- Other names: Immunodeficiency-centromeric instability-facial anomalies syndrome

= Immunodeficiency–centromeric instability–facial anomalies syndrome =

Immunodeficiency–centromeric instability–facial anomalies syndrome (also known as ICF syndrome or immunodeficiency, centromere instability and facial anomalies syndrome) is a very rare autosomal recessive immune disorder.

==Presentation==
It is characterized by variable reductions in serum immunoglobulin (IgG, IgM and/or IgA) levels which cause most ICF patients to succumb to infectious diseases before adulthood. ICF syndrome patients exhibit facial anomalies which include hypertelorism, low-set ears, epicanthal folds and macroglossia. Other frequent symptoms observed in individuals with ICF syndrome include intellectual disability, recurrent and prolonged respiratory infections, and integumentary and digestive system infections.

==Genetics==

Mutations in four genes can cause this syndrome: Cell division cycle associated protein 7 (CDCA7), DNA-methyltransferase 3b (DNMT3B), Lymphoid specific helicase (HELLS) and Zinc finger- and BTB domain containing protein 24 (ZBTB24).
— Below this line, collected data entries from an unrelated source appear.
//! Status Indicator Component
//!
//! The loading spinner and the fetch failure message, both centered in the
//! area the table would otherwise occupy.

use ratatui::{
    layout::{Alignment, Constraint, Layout, Rect},
    style::{Modifier, Style},
    text::{Line, Span},
    widgets::{Paragraph, Wrap},
    Frame,
};

use crate::ui::theme::{COLOR_ERROR, COLOR_SPINNER};

/// Spinner animation frames
const SPINNER_FRAMES: [char; 4] = ['◐', '◓', '◑', '◒'];

/// Loop ticks per spinner frame (about 100ms at the 16ms tick).
pub const SPINNER_TICKS_PER_FRAME: u64 = 6;

/// Text shown next to the spinner.
pub const LOADING_TEXT: &str = "Loading...";

/// Status indicator types
#[derive(Debug, Clone, PartialEq)]
pub enum StatusIndicatorType {
    /// Spinning indicator with a message
    Spinner {
        message: String,
        /// Current frame index, wraps around
        frame: usize,
    },
    /// Error indicator with message
    Error { message: String },
}

impl StatusIndicatorType {
    /// The loading spinner at the given frame.
    pub fn loading(frame: usize) -> Self {
        Self::Spinner {
            message: LOADING_TEXT.to_string(),
            frame,
        }
    }

    pub fn error(message: impl Into<String>) -> Self {
        Self::Error {
            message: message.into(),
        }
    }
}

/// Get the current spinner character based on frame
pub fn get_spinner_char(frame: usize) -> char {
    SPINNER_FRAMES[frame % SPINNER_FRAMES.len()]
}

/// Advance the spinner frame
pub fn next_spinner_frame(current: usize) -> usize {
    (current + 1) % SPINNER_FRAMES.len()
}

/// Render a status indicator as lines.
pub fn render_status_indicator(indicator: &StatusIndicatorType) -> Vec<Line<'static>> {
    match indicator {
        StatusIndicatorType::Spinner { message, frame } => {
            vec![Line::from(vec![
                Span::styled(
                    format!("{} ", get_spinner_char(*frame)),
                    Style::default().fg(COLOR_SPINNER),
                ),
                Span::styled(
                    message.clone(),
                    Style::default()
                        .fg(COLOR_SPINNER)
                        .add_modifier(Modifier::BOLD),
                ),
            ])]
        }
        StatusIndicatorType::Error { message } => {
            vec![Line::from(vec![
                Span::styled("\u{2717} ", Style::default().fg(COLOR_ERROR)), // X mark
                Span::styled(
                    message.clone(),
                    Style::default()
                        .fg(COLOR_ERROR)
                        .add_modifier(Modifier::BOLD),
                ),
            ])]
        }
    }
}

/// Draw the indicator centered in `area`.
pub fn render_status(frame: &mut Frame, area: Rect, indicator: &StatusIndicatorType) {
    let lines = render_status_indicator(indicator);
    let height = (lines.len() as u16).min(area.height);
    let [_, middle, _] = Layout::vertical([
        Constraint::Fill(1),
        Constraint::Length(height),
        Constraint::Fill(1),
    ])
    .areas(area);

    let paragraph = Paragraph::new(lines)
        .alignment(Alignment::Center)
        .wrap(Wrap { trim: true });
    frame.render_widget(paragraph, middle);
}
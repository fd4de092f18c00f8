use coinpage::adapters::{CoinLoreSource, ReqwestHttpClient};
use coinpage::app::App;
use coinpage::cli::{parse_args, print_page, run_cli_command, CliCommand, PrintOutcome};
use coinpage::config::AppConfig;
use coinpage::format::NumberFormat;
use coinpage::logging;
use coinpage::terminal::{setup_panic_hook, TerminalManager};
use coinpage::traits::DataSource;
use coinpage::ui;

use color_eyre::eyre::eyre;
use color_eyre::Result;
use crossterm::event::{Event, EventStream};
use futures::StreamExt;
use ratatui::Terminal;
use std::io;
use std::sync::Arc;
use std::time::Duration;

/// Event loop tick; drives the spinner animation.
const TICK: Duration = Duration::from_millis(16);

fn main() -> Result<()> {
    let args = parse_args(std::env::args());
    if let Some(code) = run_cli_command(&args.command) {
        std::process::exit(code);
    }

    color_eyre::install()?;

    let config = args.apply_to(AppConfig::from_env());
    let log_path = config.log_file_path();
    if let Err(e) = logging::init_logging(&log_path) {
        eprintln!("Warning: logging disabled ({}): {}", log_path.display(), e);
    }
    tracing::info!(endpoint = %config.endpoint, timeout_secs = config.timeout_secs, "Starting coinpage");

    let runtime = tokio::runtime::Runtime::new()?;
    let source = build_source(&config)?;

    if let CliCommand::Print { page } = args.command {
        let code = runtime.block_on(run_print(source, page, config.number_format))?;
        std::process::exit(code);
    }

    // Restore the terminal before color-eyre reports a panic
    setup_panic_hook();

    let mut term_manager = TerminalManager::new()?;
    let size = term_manager.size()?;
    let result = runtime.block_on(run_tui(
        term_manager.terminal(),
        source,
        config.number_format,
        (size.width, size.height),
    ));
    term_manager.restore()?;

    tracing::info!("coinpage exited");
    result
}

fn build_source(config: &AppConfig) -> Result<Arc<dyn DataSource>> {
    let client = ReqwestHttpClient::with_timeout(config.timeout())?;
    Ok(Arc::new(CoinLoreSource::with_endpoint(
        client,
        config.endpoint.clone(),
    )))
}

async fn run_print(
    source: Arc<dyn DataSource>,
    page: usize,
    number_format: NumberFormat,
) -> Result<i32> {
    let stdout = io::stdout();
    let mut out = stdout.lock();
    match print_page(source, page, number_format, &mut out).await? {
        PrintOutcome::Printed { page } => {
            tracing::debug!(page, "Printed page");
            Ok(0)
        }
        PrintOutcome::Failed(message) => {
            eprintln!("{}", message);
            Ok(1)
        }
    }
}

async fn run_tui<B: ratatui::backend::Backend>(
    terminal: &mut Terminal<B>,
    source: Arc<dyn DataSource>,
    number_format: NumberFormat,
    (width, height): (u16, u16),
) -> Result<()>
where
    B::Error: Send + Sync + 'static,
{
    let mut app = App::new(number_format);
    app.update_terminal_dimensions(width, height);

    let load_task = app.start_loading(source);
    let result = run_app(terminal, &mut app).await;

    // Dispose first so a fetch that settles now is discarded
    app.shutdown();
    if let Some(handle) = load_task {
        handle.abort();
    }
    result
}

async fn run_app<B: ratatui::backend::Backend>(terminal: &mut Terminal<B>, app: &mut App) -> Result<()>
where
    B::Error: Send + Sync + 'static,
{
    let mut event_stream = EventStream::new();
    let mut message_rx = app
        .message_rx
        .take()
        .ok_or_else(|| eyre!("message receiver already taken"))?;

    loop {
        // Draw the UI only when needed (dirty flag)
        if app.needs_redraw {
            terminal.draw(|f| ui::render(f, &mut *app))?;
            app.needs_redraw = false;
        }

        if app.should_quit {
            return Ok(());
        }

        let timeout = tokio::time::sleep(TICK);

        tokio::select! {
            _ = timeout => {
                app.tick();
            }

            Some(msg) = message_rx.recv() => {
                app.handle_message(msg);
            }

            event_result = event_stream.next() => {
                match event_result {
                    Some(Ok(Event::Resize(width, height))) => {
                        app.update_terminal_dimensions(width, height);
                    }
                    Some(Ok(Event::Key(key))) => {
                        app.handle_key_event(key);
                    }
                    Some(Ok(Event::Mouse(mouse))) => {
                        app.handle_mouse_event(mouse);
                    }
                    Some(Ok(_)) => {}
                    Some(Err(e)) => {
                        tracing::error!("Terminal event error: {}", e);
                        return Err(e.into());
                    }
                    None => {
                        tracing::warn!("Terminal event stream closed");
                        return Ok(());
                    }
                }
            }
        }
    }
}
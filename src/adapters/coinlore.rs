//! CoinLore ticker listing source.
//!
//! Issues one GET against the public listing endpoint and decodes the
//! `data` array of the response envelope.

use async_trait::async_trait;

use crate::error::{FetchError, FetchResult};
use crate::models::{TickerListResponse, TickerRecord};
use crate::traits::{DataSource, Headers, HttpClient};

/// Default public ticker listing endpoint.
pub const DEFAULT_ENDPOINT: &str = "https://api.coinlore.net/api/tickers/";

/// Longest slice of an error body kept in a [`FetchError::Status`].
const MAX_ERROR_BODY_CHARS: usize = 200;

/// [`DataSource`] backed by the CoinLore REST API.
///
/// Generic over the HTTP client so tests can substitute
/// [`MockHttpClient`](crate::adapters::MockHttpClient).
#[derive(Debug, Clone)]
pub struct CoinLoreSource<C: HttpClient> {
    /// Listing endpoint URL
    pub endpoint: String,
    client: C,
}

impl<C: HttpClient> CoinLoreSource<C> {
    /// Create a source that queries [`DEFAULT_ENDPOINT`].
    pub fn new(client: C) -> Self {
        Self {
            endpoint: DEFAULT_ENDPOINT.to_string(),
            client,
        }
    }

    /// Create a source that queries a custom endpoint.
    pub fn with_endpoint(client: C, endpoint: impl Into<String>) -> Self {
        Self {
            endpoint: endpoint.into(),
            client,
        }
    }

    /// Get a reference to the underlying HTTP client.
    pub fn client(&self) -> &C {
        &self.client
    }

    fn request_headers() -> Headers {
        let mut headers = Headers::new();
        headers.insert("Accept".to_string(), "application/json".to_string());
        headers
    }
}

#[async_trait]
impl<C: HttpClient> DataSource for CoinLoreSource<C> {
    async fn fetch_tickers(&self) -> FetchResult<Vec<TickerRecord>> {
        tracing::debug!("Fetching ticker listing from {}", self.endpoint);

        let response = self
            .client
            .get(&self.endpoint, &Self::request_headers())
            .await?;

        if !response.is_success() {
            let body: String = response
                .text_lossy()
                .chars()
                .take(MAX_ERROR_BODY_CHARS)
                .collect();
            return Err(FetchError::Status {
                status: response.status,
                body,
            });
        }

        let listing: TickerListResponse = response.json()?;
        tracing::debug!("Decoded {} ticker records", listing.data.len());

        Ok(listing.data)
    }
}
//! Terminal management with RAII cleanup.
//!
//! `TerminalManager` puts the terminal into raw, alternate-screen mode and
//! puts it back when dropped, whether the app exits normally or unwinds.
//!
//! # Example
//!
//! ```no_run
//! use coinpage::terminal::TerminalManager;
//!
//! fn main() -> color_eyre::Result<()> {
//!     let mut term_manager = TerminalManager::new()?;
//!     let terminal = term_manager.terminal();
//!     // ... draw frames ...
//!     Ok(())
//! }
//! ```

mod panic;
mod setup;

pub use panic::setup_panic_hook;
pub use setup::{emergency_restore, enter_tui_mode, leave_tui_mode};

use color_eyre::Result;
use crossterm::terminal::enable_raw_mode;
use ratatui::{backend::CrosstermBackend, layout::Rect, Terminal};
use std::io::{self, Stdout};

/// Restores the terminal on drop. Created by `TerminalManager`.
pub struct TerminalGuard {
    cleaned_up: bool,
}

impl TerminalGuard {
    fn new() -> Self {
        Self { cleaned_up: false }
    }

    /// Restore the terminal now. Later calls are no-ops.
    pub fn cleanup(&mut self) {
        if self.cleaned_up {
            return;
        }
        self.cleaned_up = true;
        leave_tui_mode(&mut io::stdout());
    }
}

impl Drop for TerminalGuard {
    fn drop(&mut self) {
        self.cleanup();
    }
}

/// Owns the ratatui terminal for the lifetime of the TUI.
///
/// Install [`setup_panic_hook`] before creating one so a panic does not
/// leave the shell in raw mode.
pub struct TerminalManager {
    terminal: Terminal<CrosstermBackend<Stdout>>,
    guard: TerminalGuard,
}

impl TerminalManager {
    /// Enable raw mode, enter the alternate screen with mouse capture and
    /// clear it.
    pub fn new() -> Result<Self> {
        enable_raw_mode()?;
        // From here on the guard restores the terminal even if setup fails
        let guard = TerminalGuard::new();

        let mut stdout = io::stdout();
        enter_tui_mode(&mut stdout)?;

        let backend = CrosstermBackend::new(stdout);
        let mut terminal = Terminal::new(backend)?;
        terminal.clear()?;

        Ok(Self { terminal, guard })
    }

    /// Get a mutable reference to the underlying terminal.
    pub fn terminal(&mut self) -> &mut Terminal<CrosstermBackend<Stdout>> {
        &mut self.terminal
    }

    /// Get the current terminal size.
    pub fn size(&self) -> Result<Rect> {
        Ok(self.terminal.size()?.into())
    }

    /// Restore the terminal before the manager is dropped.
    pub fn restore(&mut self) -> Result<()> {
        self.guard.cleanup();
        self.terminal.show_cursor()?;
        Ok(())
    }
}
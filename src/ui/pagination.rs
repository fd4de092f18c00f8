//! Pagination footer: Previous button, page indicator, Next button.
//!
//! Previous is only drawn when there is a previous page. Next is always
//! drawn and dimmed when there is no next page. Enabled buttons register a
//! hit area so they can be clicked and hovered.

use ratatui::{
    layout::{Alignment, Rect},
    style::{Modifier, Style},
    text::Span,
    widgets::{Block, Borders, Paragraph},
    Frame,
};
use unicode_width::UnicodeWidthStr;

use super::interaction::{ClickAction, HitAreaRegistry};
use super::theme::{COLOR_ACCENT, COLOR_BORDER, COLOR_BUTTON, COLOR_BUTTON_HOVER_BG, COLOR_DIM};
use crate::collection::ViewSnapshot;

/// Label of the Previous button.
pub const PREVIOUS_LABEL: &str = " ◀ Previous ";
/// Label of the Next button.
pub const NEXT_LABEL: &str = " Next ▶ ";

/// Style a button gets while the pointer is over it.
pub fn hover_style() -> Style {
    Style::default()
        .fg(COLOR_BUTTON)
        .bg(COLOR_BUTTON_HOVER_BG)
        .add_modifier(Modifier::BOLD)
}

/// Rects of the two buttons inside the footer row.
pub fn button_rects(row: Rect) -> (Rect, Rect) {
    let prev_width = (PREVIOUS_LABEL.width() as u16).min(row.width);
    let next_width = (NEXT_LABEL.width() as u16).min(row.width);
    let previous = Rect::new(row.x, row.y, prev_width, row.height.min(1));
    let next = Rect::new(
        row.right().saturating_sub(next_width),
        row.y,
        next_width,
        row.height.min(1),
    );
    (previous, next)
}

/// Render the footer into `area` and register the enabled buttons.
pub fn render_pagination(
    frame: &mut Frame,
    area: Rect,
    snapshot: &ViewSnapshot,
    registry: &mut HitAreaRegistry,
) {
    let row = if area.height >= 3 {
        let block = Block::default()
            .borders(Borders::ALL)
            .border_style(Style::default().fg(COLOR_BORDER));
        let inner = block.inner(area);
        frame.render_widget(block, area);
        inner
    } else {
        area
    };
    if row.width == 0 || row.height == 0 {
        return;
    }

    let label = Paragraph::new(Span::styled(
        snapshot.page_label(),
        Style::default()
            .fg(COLOR_ACCENT)
            .add_modifier(Modifier::BOLD),
    ))
    .alignment(Alignment::Center);
    frame.render_widget(label, Rect::new(row.x, row.y, row.width, 1));

    let (previous_rect, next_rect) = button_rects(row);
    let enabled = Style::default()
        .fg(COLOR_BUTTON)
        .add_modifier(Modifier::BOLD);

    if snapshot.can_go_previous {
        registry.register(previous_rect, ClickAction::PreviousPage, Some(hover_style()));
        let style = registry.get_hover_style(previous_rect).unwrap_or(enabled);
        frame.render_widget(Paragraph::new(Span::styled(PREVIOUS_LABEL, style)), previous_rect);
    }

    let next_style = if snapshot.can_go_next {
        registry.register(next_rect, ClickAction::NextPage, Some(hover_style()));
        registry.get_hover_style(next_rect).unwrap_or(enabled)
    } else {
        Style::default().fg(COLOR_DIM).add_modifier(Modifier::DIM)
    };
    frame.render_widget(Paragraph::new(Span::styled(NEXT_LABEL, next_style)), next_rect);
}
//! Message, keyboard and mouse handlers.

use crossterm::event::{KeyCode, KeyEvent, KeyEventKind, KeyModifiers, MouseButton, MouseEvent, MouseEventKind};

use super::{App, AppMessage};
use crate::ui::{handle_click_action, LayoutContext};

impl App {
    /// Handle an incoming async message
    pub fn handle_message(&mut self, msg: AppMessage) {
        match msg {
            AppMessage::TickersLoaded(outcome) => {
                if !self.view.apply_load(outcome) {
                    tracing::debug!("Load outcome was not applied");
                }
            }
        }
        self.refresh_snapshot();
    }

    /// Handle a key press. Releases and repeats are ignored.
    pub fn handle_key_event(&mut self, key: KeyEvent) {
        if key.kind != KeyEventKind::Press {
            return;
        }

        match key.code {
            KeyCode::Char('c') if key.modifiers.contains(KeyModifiers::CONTROL) => self.quit(),
            KeyCode::Char('q') | KeyCode::Esc => self.quit(),
            KeyCode::Right | KeyCode::Char('l') | KeyCode::Char('n') => {
                self.next_page();
            }
            KeyCode::Left | KeyCode::Char('h') | KeyCode::Char('p') => {
                self.previous_page();
            }
            KeyCode::Down | KeyCode::Char('j') if self.is_card_view() => self.scroll_cards_down(),
            KeyCode::Up | KeyCode::Char('k') if self.is_card_view() => self.scroll_cards_up(),
            _ => {}
        }
    }

    /// Handle a mouse event: clicks on buttons, hover feedback, wheel
    /// scrolling of the card list.
    pub fn handle_mouse_event(&mut self, mouse: MouseEvent) {
        match mouse.kind {
            MouseEventKind::Down(MouseButton::Left) => {
                if let Some(action) = self.hit_registry.hit_test(mouse.column, mouse.row) {
                    handle_click_action(self, action);
                }
            }
            MouseEventKind::Moved => {
                if self.hit_registry.update_hover(mouse.column, mouse.row) {
                    self.mark_dirty();
                }
            }
            MouseEventKind::ScrollDown if self.is_card_view() => self.scroll_cards_down(),
            MouseEventKind::ScrollUp if self.is_card_view() => self.scroll_cards_up(),
            _ => {}
        }
    }

    /// Whether the current terminal width selects the card layout.
    pub fn is_card_view(&self) -> bool {
        LayoutContext::new(self.terminal_width, self.terminal_height).use_card_view()
    }
}
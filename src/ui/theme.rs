//! Color theme constants for the coinpage UI
//!
//! Dark palette with green accents for prices.

use ratatui::style::Color;

// ============================================================================
// Chrome
// ============================================================================

/// Border color for the table, cards and footer
pub const COLOR_BORDER: Color = Color::DarkGray;

/// Title and emphasised text
pub const COLOR_HEADER: Color = Color::White;

/// Accent for the page indicator and focused elements
pub const COLOR_ACCENT: Color = Color::Cyan;

/// Dim text for hints and disabled buttons
pub const COLOR_DIM: Color = Color::DarkGray;

// ============================================================================
// Rows and Cards
// ============================================================================

/// Background of odd rows and cards
pub const COLOR_ROW_STRIPE: Color = Color::Rgb(28, 30, 40);

/// Background of even rows and cards
pub const COLOR_ROW_BASE: Color = Color::Reset;

/// Price column
pub const COLOR_PRICE: Color = Color::Rgb(4, 181, 117); // green #04B575

/// Symbol column
pub const COLOR_SYMBOL: Color = Color::Yellow;

// ============================================================================
// Buttons and Status
// ============================================================================

/// Enabled pagination button
pub const COLOR_BUTTON: Color = Color::White;

/// Background of a hovered pagination button
pub const COLOR_BUTTON_HOVER_BG: Color = Color::Rgb(0, 122, 204); // blue #007ACC

/// Loading spinner
pub const COLOR_SPINNER: Color = Color::Yellow;

/// Fetch failure message
pub const COLOR_ERROR: Color = Color::Red;
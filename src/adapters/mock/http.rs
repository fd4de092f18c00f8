//! Mock HTTP client for testing.
//!
//! Provides a configurable mock HTTP client that can return predefined
//! responses or errors for testing purposes.

use async_trait::async_trait;
use std::collections::HashMap;
use std::sync::{Arc, Mutex};

use crate::traits::{Headers, HttpClient, HttpError, Response};

/// A recorded HTTP request for verification in tests.
#[derive(Debug, Clone)]
pub struct RecordedRequest {
    /// Request URL
    pub url: String,
    /// Request headers
    pub headers: Headers,
}

/// Configuration for a mock response.
#[derive(Debug, Clone)]
pub enum MockResponse {
    /// Return a response (any status)
    Success(Response),
    /// Return an error
    Error(HttpError),
}

/// Mock HTTP client for testing.
///
/// Responses are matched by exact URL first, then by URL prefix, then the
/// default response.
///
/// # Example
///
/// ```ignore
/// use coinpage::adapters::mock::{MockHttpClient, MockResponse};
/// use coinpage::traits::{HttpClient, Response, Headers};
/// use bytes::Bytes;
///
/// let client = MockHttpClient::new();
/// client.set_response(
///     "https://api.example.com/tickers/",
///     MockResponse::Success(Response::new(200, Bytes::from(r#"{"data":[]}"#)))
/// );
///
/// let response = client.get("https://api.example.com/tickers/", &Headers::new()).await?;
/// assert_eq!(response.status, 200);
/// assert_eq!(client.get_requests().len(), 1);
/// ```
#[derive(Debug, Clone)]
pub struct MockHttpClient {
    /// Configured responses by URL pattern
    responses: Arc<Mutex<HashMap<String, MockResponse>>>,
    /// Default response when no specific match
    default_response: Arc<Mutex<Option<MockResponse>>>,
    /// Recorded requests for verification
    requests: Arc<Mutex<Vec<RecordedRequest>>>,
}

impl MockHttpClient {
    /// Create a new mock HTTP client.
    pub fn new() -> Self {
        Self {
            responses: Arc::new(Mutex::new(HashMap::new())),
            default_response: Arc::new(Mutex::new(None)),
            requests: Arc::new(Mutex::new(Vec::new())),
        }
    }

    /// Set a response for a specific URL.
    pub fn set_response(&self, url: &str, response: MockResponse) {
        let mut responses = self.responses.lock().unwrap();
        responses.insert(url.to_string(), response);
    }

    /// Set a default response for URLs without specific matches.
    pub fn set_default_response(&self, response: MockResponse) {
        let mut default = self.default_response.lock().unwrap();
        *default = Some(response);
    }

    /// Get all recorded requests.
    pub fn get_requests(&self) -> Vec<RecordedRequest> {
        self.requests.lock().unwrap().clone()
    }

    /// Clear all recorded requests.
    pub fn clear_requests(&self) {
        self.requests.lock().unwrap().clear();
    }

    fn record_request(&self, url: &str, headers: &Headers) {
        let mut requests = self.requests.lock().unwrap();
        requests.push(RecordedRequest {
            url: url.to_string(),
            headers: headers.clone(),
        });
    }

    fn get_response(&self, url: &str) -> Option<MockResponse> {
        let responses = self.responses.lock().unwrap();

        if let Some(response) = responses.get(url) {
            return Some(response.clone());
        }

        for (pattern, response) in responses.iter() {
            if url.starts_with(pattern) {
                return Some(response.clone());
            }
        }

        let default = self.default_response.lock().unwrap();
        default.clone()
    }
}

impl Default for MockHttpClient {
    fn default() -> Self {
        Self::new()
    }
}

#[async_trait]
impl HttpClient for MockHttpClient {
    async fn get(&self, url: &str, headers: &Headers) -> Result<Response, HttpError> {
        self.record_request(url, headers);

        match self.get_response(url) {
            Some(MockResponse::Success(response)) => Ok(response),
            Some(MockResponse::Error(err)) => Err(err),
            None => Err(HttpError::Other(format!("No mock response for URL: {}", url))),
        }
    }
}
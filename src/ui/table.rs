//! Table view for wide terminals.

use ratatui::{
    layout::{Constraint, Rect},
    style::{Modifier, Style},
    text::Span,
    widgets::{Block, Borders, Cell, Row, Table},
    Frame,
};

use super::helpers::truncate_to_width;
use super::theme::{
    COLOR_BORDER, COLOR_HEADER, COLOR_PRICE, COLOR_ROW_BASE, COLOR_ROW_STRIPE, COLOR_SYMBOL,
};
use crate::format::{format_price, format_supply, NumberFormat};
use crate::models::TickerRecord;

/// Column headers, in display order.
pub const TABLE_HEADERS: [&str; 4] = ["💰 Coin", "📄 Code", "🤑 Price", "📈 Total Supply"];

/// Column widths as percentages of the table's inner width.
const COLUMN_PERCENTAGES: [u16; 4] = [30, 14, 22, 34];

/// Background for the row at `index` on the current page.
pub fn row_background(index: usize) -> ratatui::style::Color {
    if index % 2 == 0 {
        COLOR_ROW_BASE
    } else {
        COLOR_ROW_STRIPE
    }
}

/// Build the display cells of one record.
pub fn row_cells(record: &TickerRecord, number_format: NumberFormat) -> [String; 4] {
    [
        record.name.clone(),
        record.symbol.clone(),
        format_price(&record.price_usd),
        format_supply(&record.total_supply, &record.symbol, number_format),
    ]
}

/// Render the current page as a striped table with a header row.
pub fn render_table(
    frame: &mut Frame,
    area: Rect,
    items: &[TickerRecord],
    number_format: NumberFormat,
) {
    let inner_width = area.width.saturating_sub(2) as usize;
    let column_widths: Vec<usize> = COLUMN_PERCENTAGES
        .iter()
        .map(|p| inner_width * *p as usize / 100)
        .collect();

    let header = Row::new(TABLE_HEADERS.iter().map(|h| {
        Cell::from(*h).style(
            Style::default()
                .fg(COLOR_HEADER)
                .add_modifier(Modifier::BOLD),
        )
    }))
    .height(1)
    .bottom_margin(1);

    let rows = items.iter().enumerate().map(|(i, record)| {
        let [name, symbol, price, supply] = row_cells(record, number_format);
        Row::new(vec![
            Cell::from(truncate_to_width(&name, column_widths[0])),
            Cell::from(Span::styled(
                truncate_to_width(&symbol, column_widths[1]),
                Style::default().fg(COLOR_SYMBOL),
            )),
            Cell::from(Span::styled(
                truncate_to_width(&price, column_widths[2]),
                Style::default().fg(COLOR_PRICE),
            )),
            Cell::from(truncate_to_width(&supply, column_widths[3])),
        ])
        .style(Style::default().bg(row_background(i)))
    });

    let widths = COLUMN_PERCENTAGES.map(Constraint::Percentage);
    let table = Table::new(rows, widths).header(header).block(
        Block::default()
            .borders(Borders::ALL)
            .border_style(Style::default().fg(COLOR_BORDER)),
    );

    frame.render_widget(table, area);
}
The CDCA7 gene is located on chromosome 2 (2q31.1), the DNMT3B gene on chromosome 20 (20q11.2)). the HELLS gene on chromosome 10 (10q23.33), and the ZBTB24 gene on chromosome 6 (6q21).

This disease is inherited in an autosomal recessive manner.

==Diagnosis==
Diagnosis can occur using a karyotype or linkage analysis or DNA sequence analysis. This can occur prior to birth in families with a known history of the condition.

==Treatment==
For ICF patients the most diffused therapy consists of repeated intravenous infusions of immunoglobulins for the patients entire lifespan. In 2007, Gennery et al. cured the humoral and cellular immunological defect in three ICF1 patients by hematopoietic stem cell transplantation (HSCT). The only side effect was related to the development of autoimmune phenomena in two of them. This is the only documented case of restoring the immune conditions and growth improvement in these patients.